**ACTION ITEM**
Each line holding the string "histogram" is to be copied from the data.

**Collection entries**
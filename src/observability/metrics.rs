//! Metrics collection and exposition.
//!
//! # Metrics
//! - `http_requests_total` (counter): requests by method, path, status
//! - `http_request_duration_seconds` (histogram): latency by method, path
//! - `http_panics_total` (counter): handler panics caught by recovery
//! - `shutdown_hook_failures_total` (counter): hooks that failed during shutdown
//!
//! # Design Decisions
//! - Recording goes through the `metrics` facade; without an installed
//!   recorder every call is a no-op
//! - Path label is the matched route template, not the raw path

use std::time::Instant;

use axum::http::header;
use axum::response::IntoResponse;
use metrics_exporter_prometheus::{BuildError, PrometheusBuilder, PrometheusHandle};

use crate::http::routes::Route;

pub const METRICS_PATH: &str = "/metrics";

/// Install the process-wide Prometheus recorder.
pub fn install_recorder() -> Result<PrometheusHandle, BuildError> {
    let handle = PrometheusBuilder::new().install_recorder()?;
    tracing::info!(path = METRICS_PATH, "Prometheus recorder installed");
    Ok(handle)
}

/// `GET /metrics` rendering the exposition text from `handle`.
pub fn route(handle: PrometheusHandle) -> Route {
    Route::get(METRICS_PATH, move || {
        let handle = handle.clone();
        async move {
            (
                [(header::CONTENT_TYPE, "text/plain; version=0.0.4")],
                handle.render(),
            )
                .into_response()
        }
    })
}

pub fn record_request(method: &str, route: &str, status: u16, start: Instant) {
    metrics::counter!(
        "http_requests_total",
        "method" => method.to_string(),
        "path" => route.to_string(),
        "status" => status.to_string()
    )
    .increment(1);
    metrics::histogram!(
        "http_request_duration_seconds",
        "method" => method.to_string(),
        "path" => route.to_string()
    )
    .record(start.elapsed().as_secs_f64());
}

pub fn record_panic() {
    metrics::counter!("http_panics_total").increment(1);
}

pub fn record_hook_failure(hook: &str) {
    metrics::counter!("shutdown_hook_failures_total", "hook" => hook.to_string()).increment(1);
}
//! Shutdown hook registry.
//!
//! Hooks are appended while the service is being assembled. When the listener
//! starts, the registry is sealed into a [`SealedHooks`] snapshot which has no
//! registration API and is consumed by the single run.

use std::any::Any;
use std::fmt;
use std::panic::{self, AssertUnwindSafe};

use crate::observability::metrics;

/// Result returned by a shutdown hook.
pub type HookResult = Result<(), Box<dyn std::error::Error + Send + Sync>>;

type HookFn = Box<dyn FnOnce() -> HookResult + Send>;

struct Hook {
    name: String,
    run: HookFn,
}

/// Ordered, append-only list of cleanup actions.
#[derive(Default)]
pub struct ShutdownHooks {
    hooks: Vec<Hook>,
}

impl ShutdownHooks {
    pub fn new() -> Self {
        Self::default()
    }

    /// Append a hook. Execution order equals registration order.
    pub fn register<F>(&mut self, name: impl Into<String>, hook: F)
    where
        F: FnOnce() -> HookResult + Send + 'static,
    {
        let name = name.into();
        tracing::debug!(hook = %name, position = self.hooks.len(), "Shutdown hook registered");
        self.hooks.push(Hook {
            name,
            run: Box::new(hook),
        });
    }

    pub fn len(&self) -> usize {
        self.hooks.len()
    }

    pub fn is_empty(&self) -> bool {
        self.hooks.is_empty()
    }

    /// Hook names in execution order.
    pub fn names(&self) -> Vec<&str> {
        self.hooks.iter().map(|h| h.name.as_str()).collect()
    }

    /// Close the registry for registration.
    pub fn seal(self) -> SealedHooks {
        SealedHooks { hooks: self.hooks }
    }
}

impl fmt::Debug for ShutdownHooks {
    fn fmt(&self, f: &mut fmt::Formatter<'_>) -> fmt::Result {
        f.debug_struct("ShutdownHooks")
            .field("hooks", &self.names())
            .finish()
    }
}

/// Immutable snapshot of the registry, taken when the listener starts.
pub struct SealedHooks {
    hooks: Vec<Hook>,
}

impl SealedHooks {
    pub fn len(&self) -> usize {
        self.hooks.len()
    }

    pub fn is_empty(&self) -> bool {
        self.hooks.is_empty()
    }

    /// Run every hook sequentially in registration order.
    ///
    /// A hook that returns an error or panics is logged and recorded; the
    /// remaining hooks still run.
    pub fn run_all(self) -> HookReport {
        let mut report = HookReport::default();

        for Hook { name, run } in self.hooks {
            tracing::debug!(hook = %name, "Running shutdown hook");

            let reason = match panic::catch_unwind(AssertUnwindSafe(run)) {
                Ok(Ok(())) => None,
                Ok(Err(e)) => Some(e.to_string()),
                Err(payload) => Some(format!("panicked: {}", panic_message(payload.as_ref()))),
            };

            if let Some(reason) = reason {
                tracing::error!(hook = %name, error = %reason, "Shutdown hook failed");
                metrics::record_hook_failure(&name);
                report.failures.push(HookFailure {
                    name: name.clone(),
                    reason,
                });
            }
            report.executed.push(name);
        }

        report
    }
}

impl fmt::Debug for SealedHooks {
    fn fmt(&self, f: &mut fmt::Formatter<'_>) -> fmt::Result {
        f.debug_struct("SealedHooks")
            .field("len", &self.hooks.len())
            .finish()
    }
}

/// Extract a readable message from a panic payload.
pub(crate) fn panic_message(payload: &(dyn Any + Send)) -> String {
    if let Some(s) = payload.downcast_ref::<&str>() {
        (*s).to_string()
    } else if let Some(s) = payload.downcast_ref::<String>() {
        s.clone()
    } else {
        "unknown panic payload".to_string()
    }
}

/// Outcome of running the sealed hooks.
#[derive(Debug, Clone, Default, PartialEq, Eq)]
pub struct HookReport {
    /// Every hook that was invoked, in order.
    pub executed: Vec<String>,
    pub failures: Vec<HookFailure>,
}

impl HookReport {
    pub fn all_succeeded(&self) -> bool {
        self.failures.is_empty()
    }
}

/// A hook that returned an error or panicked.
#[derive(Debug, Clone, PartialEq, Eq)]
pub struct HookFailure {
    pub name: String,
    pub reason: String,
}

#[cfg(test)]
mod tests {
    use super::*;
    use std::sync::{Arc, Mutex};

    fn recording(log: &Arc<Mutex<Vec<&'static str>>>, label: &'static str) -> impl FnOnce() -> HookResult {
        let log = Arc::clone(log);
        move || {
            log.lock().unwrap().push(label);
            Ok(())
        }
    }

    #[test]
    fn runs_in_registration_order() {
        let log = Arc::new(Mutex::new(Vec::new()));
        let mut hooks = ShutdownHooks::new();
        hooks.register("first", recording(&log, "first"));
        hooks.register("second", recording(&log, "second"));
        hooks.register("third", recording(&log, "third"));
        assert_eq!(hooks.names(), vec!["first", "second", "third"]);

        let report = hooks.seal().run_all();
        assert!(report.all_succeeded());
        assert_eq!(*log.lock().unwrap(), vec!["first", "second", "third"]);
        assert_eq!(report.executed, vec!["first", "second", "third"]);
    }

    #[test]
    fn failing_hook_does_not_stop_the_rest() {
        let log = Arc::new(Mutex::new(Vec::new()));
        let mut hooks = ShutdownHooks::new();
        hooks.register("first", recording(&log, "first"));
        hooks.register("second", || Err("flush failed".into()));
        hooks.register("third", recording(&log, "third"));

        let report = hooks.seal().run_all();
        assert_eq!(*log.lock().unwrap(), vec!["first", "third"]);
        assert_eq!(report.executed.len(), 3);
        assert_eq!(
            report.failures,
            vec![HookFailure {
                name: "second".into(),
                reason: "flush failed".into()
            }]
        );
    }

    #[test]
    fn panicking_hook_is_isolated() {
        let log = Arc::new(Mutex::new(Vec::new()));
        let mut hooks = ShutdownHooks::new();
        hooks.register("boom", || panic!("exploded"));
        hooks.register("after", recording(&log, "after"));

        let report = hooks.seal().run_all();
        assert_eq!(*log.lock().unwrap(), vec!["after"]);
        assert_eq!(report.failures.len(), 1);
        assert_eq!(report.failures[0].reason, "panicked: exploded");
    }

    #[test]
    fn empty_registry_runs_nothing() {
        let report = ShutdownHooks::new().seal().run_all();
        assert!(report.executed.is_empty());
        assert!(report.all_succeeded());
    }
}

**OUTPUT OF THE EXERCISE**
//! - `http_request_duration_seconds` (histogram): latency by method, path
    metrics::histogram!(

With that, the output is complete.